The Invisibles Vol 1: Say You Want a Revolution Grant Morrison
I was on a Graphic Novel kick at this point and this volume of the Invisibles was given to me by Andreaboo. If you love V for Vendetta, you will love this. That anarchy feel is strong in this one. And there is weirdness too. Pop culture, literary, historical, mythological references abound. It is Morrison’s Sandman which means they both pull from a myriad of sources to tell their own weird and fantastical tales. The artwork is also superb.

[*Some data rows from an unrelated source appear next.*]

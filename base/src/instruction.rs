//! Binary representations of the instructions of the target machines.
//!
//! There are two machine families.
//!
//! SUBNEG4X is word addressed.  An instruction occupies four
//! consecutive words:
//!
//! | Word 0 | Word 1 | Word 2 | Word 3                 |
//! |--------|--------|--------|------------------------|
//! | A      | B      | C      | opcode bit, jump target|
//!
//! The opcode bit is bit 31 (bit 15 on the sixteen-bit variant) of
//! word 3; it is clear for `SNG4` and set for `SNG4X`.
//!
//! SubRISC is byte addressed and fetches sixteen-bit halfwords.  The
//! even halfword of a 32-bit word occupies bits 31..16.  The top two
//! bits of the first halfword of an instruction select its kind:
//!
//! | Bits 15-14 | 13         | 12-9      | 8-4        | 3-0  |
//! |------------|------------|-----------|------------|------|
//! | 00 (sub)   | jump flag  | A         | B          | D    |
//! | 01 (xan)   | jump flag  | A         | B          | D    |
//! | 10 (mem)   | write flag | offset    | B (address)| D    |
//! | 11 (shift) | right flag | src       | amount     | dest |
//!
//! When the jump flag is set a jump halfword follows:
//!
//! | 15            | 14   | 13   | 12    | 11-0                    |
//! |---------------|------|------|-------|-------------------------|
//! | register flag | jneg | jlsb | jcarry| displacement (halfwords)|
//!
//! The displacement is relative to the halfword following the
//! instruction's first halfword.

use std::fmt::{self, Debug, Display, Formatter};

pub mod subneg4;
pub mod subrisc;

/// Signals that a sequence of words or halfwords could not be
/// decoded as an instruction.
#[derive(PartialEq, Eq)]
pub enum DecodeFailure {
    /// The instruction announces a jump halfword, but the input ends
    /// before it.
    Truncated,

    /// The condition bits (14..12) of a jump halfword do not select
    /// exactly one condition.
    InvalidJumpCondition(u8),
}

impl Debug for DecodeFailure {
    fn fmt(&self, f: &mut Formatter<'_>) -> Result<(), fmt::Error> {
        match self {
            DecodeFailure::Truncated => f.write_str("Truncated"),
            DecodeFailure::InvalidJumpCondition(bits) => {
                write!(f, "InvalidJumpCondition({bits:#05b})")
            }
        }
    }
}

impl Display for DecodeFailure {
    fn fmt(&self, f: &mut Formatter<'_>) -> Result<(), fmt::Error> {
        match self {
            DecodeFailure::Truncated => f.write_str("instruction is missing its jump halfword"),
            DecodeFailure::InvalidJumpCondition(bits) => {
                write!(
                    f,
                    "jump halfword condition bits {bits:#05b} do not select exactly one condition"
                )
            }
        }
    }
}

impl std::error::Error for DecodeFailure {}
//! A human-readable listing of a memory image.
//!
//! Each line of the listing describes one unit of a memory slot: an
//! instruction (with all the bytes following its head), a storage
//! word, or padding.  Addresses are byte addresses.
use std::fmt::{self, Display, Formatter};

use base::prelude::*;

const CONTENT_WIDTH: usize = 40;
const BYTES_PER_WORD: usize = 4;

pub(crate) struct ImageListing<'a> {
    image: &'a MemoryImage,
}

impl<'a> ImageListing<'a> {
    pub(crate) fn new(image: &'a MemoryImage) -> ImageListing<'a> {
        ImageListing { image }
    }
}

fn byte_info(memory: &MemorySlot, byte: usize) -> DebugInfo {
    memory
        .debug_info(byte / BYTES_PER_WORD, BYTES_PER_WORD, byte % BYTES_PER_WORD)
        .unwrap_or_default()
}

fn word_value(memory: &MemorySlot, byte: usize) -> u32 {
    memory
        .word(byte / BYTES_PER_WORD)
        .map_or(0, |w| w.initial_value)
}

/// Byte `byte` of memory, counting from the most significant byte
/// of each word.
fn byte_value(memory: &MemorySlot, byte: usize) -> u32 {
    let shift = 8 * (BYTES_PER_WORD - 1 - byte % BYTES_PER_WORD);
    (word_value(memory, byte) >> shift) & 0xFF
}

/// The bytes `head..=tail` of an instruction, with a space between
/// words (and between halfwords of words holding two instructions).
fn instruction_bytes(memory: &MemorySlot, head: usize, tail: usize) -> String {
    let mut text = String::new();
    for byte in head..=tail {
        let split_halfwords = memory
            .word(byte / BYTES_PER_WORD)
            .is_some_and(|w| w.debug_records().len() >= 2);
        if byte % BYTES_PER_WORD == 0 || (split_halfwords && byte % 2 == 0) {
            text.push(' ');
        }
        text.push_str(&format!("{:02X}", byte_value(memory, byte)));
    }
    text.trim_start().to_string()
}

fn write_slot(f: &mut Formatter<'_>, memory: &MemorySlot) -> fmt::Result {
    writeln!(f, "[Slot.{}]:", memory.slot())?;
    writeln!(f, "Capacity = {} words", memory.word_capacity())?;
    writeln!(f, "ByteAddress     {:<CONTENT_WIDTH$} Mean", "Initial-value")?;
    let end = memory.code_size() * BYTES_PER_WORD;
    let mut head = 0;
    while head < end {
        let info = byte_info(memory, head);
        let mut tail = head;
        while tail + 1 < end && byte_info(memory, tail + 1).usage == Usage::FollowHead {
            tail += 1;
        }
        let content = match info.usage {
            Usage::Variable | Usage::VariableArray | Usage::FollowHead => {
                // Storage is listed one word at a time.
                tail = head + BYTES_PER_WORD - 1;
                let value = word_value(memory, head);
                format!("0x{value:08X} ({})", reinterpret_as_signed(value))
            }
            Usage::Instruction => instruction_bytes(memory, head, tail),
            Usage::Unknown => "(Alignment)".to_string(),
        };
        if head == tail {
            write!(f, "{head:08X}:       ")?;
        } else {
            write!(f, "{head:08X}~[+{:<5}", format!("{}]:", tail - head))?;
        }
        writeln!(
            f,
            "{content:<CONTENT_WIDTH$} {}",
            info.annotation.as_deref().unwrap_or_default()
        )?;
        head = tail + 1;
    }
    writeln!(f, "{}", "-".repeat(71))?;
    writeln!(f)
}

impl Display for ImageListing<'_> {
    fn fmt(&self, f: &mut Formatter<'_>) -> fmt::Result {
        let slots = self.image.slots();
        writeln!(f, "Entry point: 0x{:08X}", self.image.startup_address)?;
        writeln!(f, "Memory slots: Uses {} memory slots", slots.len())?;
        writeln!(f)?;
        writeln!(f, "Memory initial contents:")?;
        for memory in slots {
            write_slot(f, memory)?;
        }
        writeln!(f)
    }
}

City of Bones and City of Ashes (The Mortal Instruments #1 and 2) by Cassandra Clare
Teen people caught up supernatural hullaballoo and I am in. Sometimes I don’t catch these things until there are movies being made about these pesky teens but I catch up eventually. I decided to read the book before I saw the movie (yes I will see this movie) and the book is honestly, horrible. It is badly written and the story is interesting but not interesting enough to keep most going. But I have a weakness (sigh Twilight) for meaningless Teen supernatural drivel. So I read book 2. Which was slightly better, slightly worse and still frustrating as fuck. So what I am saying is unless you are a 15 year old teen or weak like me, don’t read this series.